(Stored data entries)
-*-*-
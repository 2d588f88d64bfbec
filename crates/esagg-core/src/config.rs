//! Check configuration.
//!
//! [`CheckConfig`] is the raw option set, built once by the binary.
//! [`CheckConfig::validate`] turns it into a [`ValidatedCheck`] or reports
//! every problem at once; nothing downstream of validation can fail on
//! configuration.

use std::time::Duration;

use chrono::{DateTime, Utc};
use serde_json::Value;

use crate::aggregation::{
    AggregationBuilder, AggregationKind, MetricSpec, TimeWindow, DEFAULT_PERCENTILE,
};
use crate::backend::SearchRequest;
use crate::error::{ConfigError, ConfigErrors};
use crate::filter::FilterFlag;
use crate::outcome::Severity;
use crate::query::QueryBuilder;
use crate::threshold::ThresholdRange;

pub const DEFAULT_ES_URL: &str = "http://localhost:9200";
pub const DEFAULT_INDEX_PATTERN: &str = "logstash-*";
pub const DEFAULT_QUERY: &str = "*";
pub const DEFAULT_TIME_FIELD: &str = "@timestamp";
pub const DEFAULT_WINDOW: Duration = Duration::from_secs(5 * 60);
pub const DEFAULT_TIMEOUT: Duration = Duration::from_secs(10);
pub const DEFAULT_NULL_CODE: i64 = 2;

/// Parse a duration such as `90s`, `5m`, `1h30m` or `250ms`.
///
/// Components are summed; each is a decimal number followed by one of
/// `ms`, `s`, `m`, `h`, `d`.
pub fn parse_duration(input: &str) -> Result<Duration, ConfigError> {
    let invalid = || ConfigError::InvalidDuration(input.to_string());
    let s = input.trim();
    if s.is_empty() {
        return Err(invalid());
    }

    let mut nanos = 0.0_f64;
    let mut rest = s;
    while !rest.is_empty() {
        let num_len = rest
            .find(|c: char| !(c.is_ascii_digit() || c == '.'))
            .ok_or_else(invalid)?;
        if num_len == 0 {
            return Err(invalid());
        }
        let number: f64 = rest[..num_len].parse().map_err(|_| invalid())?;
        rest = &rest[num_len..];

        let unit_len = rest
            .find(|c: char| c.is_ascii_digit() || c == '.')
            .unwrap_or(rest.len());
        let unit_nanos = match &rest[..unit_len] {
            "ms" => 1e6,
            "s" => 1e9,
            "m" => 60e9,
            "h" => 3600e9,
            "d" => 86_400e9,
            _ => return Err(invalid()),
        };
        rest = &rest[unit_len..];
        nanos += number * unit_nanos;
    }

    if !nanos.is_finite() || nanos >= u64::MAX as f64 {
        return Err(invalid());
    }
    Ok(Duration::from_nanos(nanos.round() as u64))
}

/// Every option of a check run.
#[derive(Debug, Clone, PartialEq)]
pub struct CheckConfig {
    pub es_url: String,
    pub index_pattern: String,
    /// Document field to aggregate.
    pub key: String,
    /// Status line label; falls back to `key`.
    pub description: Option<String>,
    /// Free-text `query_string`.
    pub query: String,
    /// Filter flag occurrences in application order.
    pub filters: Vec<FilterFlag>,
    pub aggregation: AggregationKind,
    pub percentile: f64,
    pub unit: String,
    pub window: Duration,
    pub time_field: String,
    pub warning: String,
    pub critical: String,
    /// Severity reported when the search matched nothing.
    pub null_code: Severity,
    /// Deadline for the whole search round trip.
    pub timeout: Duration,
}

impl Default for CheckConfig {
    fn default() -> Self {
        CheckConfig {
            es_url: DEFAULT_ES_URL.to_string(),
            index_pattern: DEFAULT_INDEX_PATTERN.to_string(),
            key: String::new(),
            description: None,
            query: DEFAULT_QUERY.to_string(),
            filters: Vec::new(),
            aggregation: AggregationKind::Max,
            percentile: DEFAULT_PERCENTILE,
            unit: String::new(),
            window: DEFAULT_WINDOW,
            time_field: DEFAULT_TIME_FIELD.to_string(),
            warning: String::new(),
            critical: String::new(),
            null_code: Severity::from_code(DEFAULT_NULL_CODE),
            timeout: DEFAULT_TIMEOUT,
        }
    }
}

impl CheckConfig {
    /// Config for `key` with both thresholds set, everything else default.
    pub fn new(key: &str, warning: &str, critical: &str) -> Self {
        CheckConfig {
            key: key.to_string(),
            warning: warning.to_string(),
            critical: critical.to_string(),
            ..Self::default()
        }
    }

    pub fn with_filter(mut self, filter: FilterFlag) -> Self {
        self.filters.push(filter);
        self
    }

    pub fn with_aggregation(mut self, kind: AggregationKind) -> Self {
        self.aggregation = kind;
        self
    }

    fn threshold(
        spec: &str,
        flag: &str,
        errors: &mut Vec<ConfigError>,
    ) -> Option<ThresholdRange> {
        if spec.trim().is_empty() {
            errors.push(ConfigError::MissingArgument(flag.to_string()));
            return None;
        }
        ThresholdRange::parse(spec)
            .map_err(|source| {
                errors.push(ConfigError::InvalidThreshold {
                    flag: flag.to_string(),
                    spec: spec.to_string(),
                    source,
                })
            })
            .ok()
    }

    /// Validate everything and build the query up front.
    pub fn validate(&self) -> Result<ValidatedCheck, ConfigErrors> {
        let mut errors = Vec::new();

        if self.key.trim().is_empty() {
            errors.push(ConfigError::MissingArgument("-k".to_string()));
        }
        let warning = Self::threshold(&self.warning, "-w", &mut errors);
        let critical = Self::threshold(&self.critical, "-c", &mut errors);

        let index = self.index_pattern.trim();
        if index.is_empty() || index == "*" {
            errors.push(ConfigError::InvalidIndex(self.index_pattern.clone()));
        }
        if self.window.is_zero() {
            errors.push(ConfigError::EmptyWindow);
        }
        match self.aggregation {
            AggregationKind::Percentile if !(0.0..=100.0).contains(&self.percentile) => {
                errors.push(ConfigError::InvalidPercentile(self.percentile));
            }
            AggregationKind::PercentileRank if !self.percentile.is_finite() => {
                errors.push(ConfigError::InvalidPercentile(self.percentile));
            }
            _ => {}
        }

        let mut query = QueryBuilder::new();
        query.add_free_text_query(&self.query);
        for flag in &self.filters {
            let added = flag.parse().and_then(|clause| query.add_clause(&clause).map(|_| ()));
            if let Err(e) = added {
                errors.push(e);
            }
        }

        match (warning, critical) {
            (Some(warning), Some(critical)) if errors.is_empty() => Ok(ValidatedCheck {
                metric: MetricSpec::new(&self.key, self.aggregation, Some(self.percentile)),
                query: query.build(),
                config: self.clone(),
                warning,
                critical,
            }),
            _ => Err(ConfigErrors(errors)),
        }
    }
}

/// A configuration that passed validation, with its thresholds parsed
/// and its query built.
#[derive(Debug, Clone)]
pub struct ValidatedCheck {
    config: CheckConfig,
    warning: ThresholdRange,
    critical: ThresholdRange,
    query: Value,
    metric: MetricSpec,
}

impl ValidatedCheck {
    pub fn config(&self) -> &CheckConfig {
        &self.config
    }

    pub fn warning(&self) -> &ThresholdRange {
        &self.warning
    }

    pub fn critical(&self) -> &ThresholdRange {
        &self.critical
    }

    pub fn metric(&self) -> &MetricSpec {
        &self.metric
    }

    pub fn query(&self) -> &Value {
        &self.query
    }

    pub fn description(&self) -> &str {
        self.config
            .description
            .as_deref()
            .filter(|d| !d.is_empty())
            .unwrap_or(&self.config.key)
    }

    /// The search for the window ending at `now`.
    pub fn search_request(&self, now: DateTime<Utc>) -> SearchRequest {
        let window = TimeWindow::ending_at(now, self.config.window);
        let aggs = AggregationBuilder::new(&self.config.time_field, window)
            .with_metric(self.metric.clone())
            .build();
        SearchRequest::new(&self.config.index_pattern, self.query.clone(), aggs)
    }
}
-*-*-
Starting from the first line of the records above, retype each line exactly up to and including the one that contains "rest = &rest[unit_len..];", and nothing more.

repository 2d588f88d64bfbec
filename crates/esagg-core/src/config.rs
//! Check configuration.
//!
//! [`CheckConfig`] is the raw option set, built once by the binary.
//! [`CheckConfig::validate`] turns it into a [`ValidatedCheck`] or reports
//! every problem at once; nothing downstream of validation can fail on
//! configuration.

use std::time::Duration;

use chrono::{DateTime, Utc};
use serde_json::Value;

use crate::aggregation::{
    AggregationBuilder, AggregationKind, MetricSpec, TimeWindow, DEFAULT_PERCENTILE,
};
use crate::backend::SearchRequest;
use crate::error::{ConfigError, ConfigErrors};
use crate::filter::FilterFlag;
use crate::outcome::Severity;
use crate::query::QueryBuilder;
use crate::threshold::ThresholdRange;

pub const DEFAULT_ES_URL: &str = "http://localhost:9200";
pub const DEFAULT_INDEX_PATTERN: &str = "logstash-*";
pub const DEFAULT_QUERY: &str = "*";
pub const DEFAULT_TIME_FIELD: &str = "@timestamp";
pub const DEFAULT_WINDOW: Duration = Duration::from_secs(5 * 60);
pub const DEFAULT_TIMEOUT: Duration = Duration::from_secs(10);
pub const DEFAULT_NULL_CODE: i64 = 2;

/// Parse a duration such as `90s`, `5m`, `1h30m` or `250ms`.
///
/// Components are summed; each is a decimal number followed by one of
/// `ms`, `s`, `m`, `h`, `d`.
pub fn parse_duration(input: &str) -> Result<Duration, ConfigError> {
    let invalid = || ConfigError::InvalidDuration(input.to_string());
    let s = input.trim();
    if s.is_empty() {
        return Err(invalid());
    }

    let mut nanos = 0.0_f64;
    let mut rest = s;
    while !rest.is_empty() {
        let num_len = rest
            .find(|c: char| !(c.is_ascii_digit() || c == '.'))
            .ok_or_else(invalid)?;
        if num_len == 0 {
            return Err(invalid());
        }
        let number: f64 = rest[..num_len].parse().map_err(|_| invalid())?;
        rest = &rest[num_len..];

        let unit_len = rest
            .find(|c: char| c.is_ascii_digit() || c == '.')
            .unwrap_or(rest.len());
        let unit_nanos = match &rest[..unit_len] {
            "ms" => 1e6,
            "s" => 1e9,
            "m" => 60e9,
            "h" => 3600e9,
            "d" => 86_400e9,
            _ => return Err(invalid()),
        };
        rest = &rest[unit_len..];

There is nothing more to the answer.